[Action item] Each entry must be returned exactly. None may be omitted.

[Supplied records]
..........

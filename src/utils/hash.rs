use argon2::{
    Argon2,
    password_hash::{PasswordHash, PasswordHasher, PasswordVerifier, SaltString, rand_core::OsRng},
};
use crate::error::AppError;

pub fn hash_password(password: &str) -> Result<String, AppError> {
    let salt = SaltString::generate(&mut OsRng);

    let password_hash = Argon2::default()
        .hash_password(password.as_bytes(), &salt)
        .map_err(|e| AppError::InternalServerError(e.to_string()))?
        .to_string();

    Ok(password_hash)
}

/// `Ok(false)` on a wrong password; `Err` only if the stored hash is unreadable.
pub fn verify_password(password: &str, password_hash: &str) -> Result<bool, AppError> {
    let parsed_hash = PasswordHash::new(password_hash)
        .map_err(|e| AppError::InternalServerError(e.to_string()))?;

    Ok(Argon2::default()
        .verify_password(password.as_bytes(), &parsed_hash)
        .is_ok())
}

..........

[Response for this exercise]
filename src/utils/hash.rs
use argon2::{
    Argon2,
    password_hash::{PasswordHash, PasswordHasher, PasswordVerifier, SaltString, rand_core::OsRng},
};
use crate::error::AppError;

pub fn hash_password(password: &str) -> Result<String, AppError> {
    let salt = SaltString::generate(&mut OsRng);

    let password_hash = Argon2::default()
        .hash_password(password.as_bytes(), &salt)
        .map_err(|e| AppError::InternalServerError(e.to_string()))?
        .to_string();

    Ok(password_hash)
}

/// `Ok(false)` on a wrong password; `Err` only if the stored hash is unreadable.
pub fn verify_password(password: &str, password_hash: &str) -> Result<bool, AppError> {
    let parsed_hash = PasswordHash::new(password_hash)
        .map_err(|e| AppError::InternalServerError(e.to_string()))?;

    Ok(Argon2::default()
        .verify_password(password.as_bytes(), &parsed_hash)
        .is_ok())
}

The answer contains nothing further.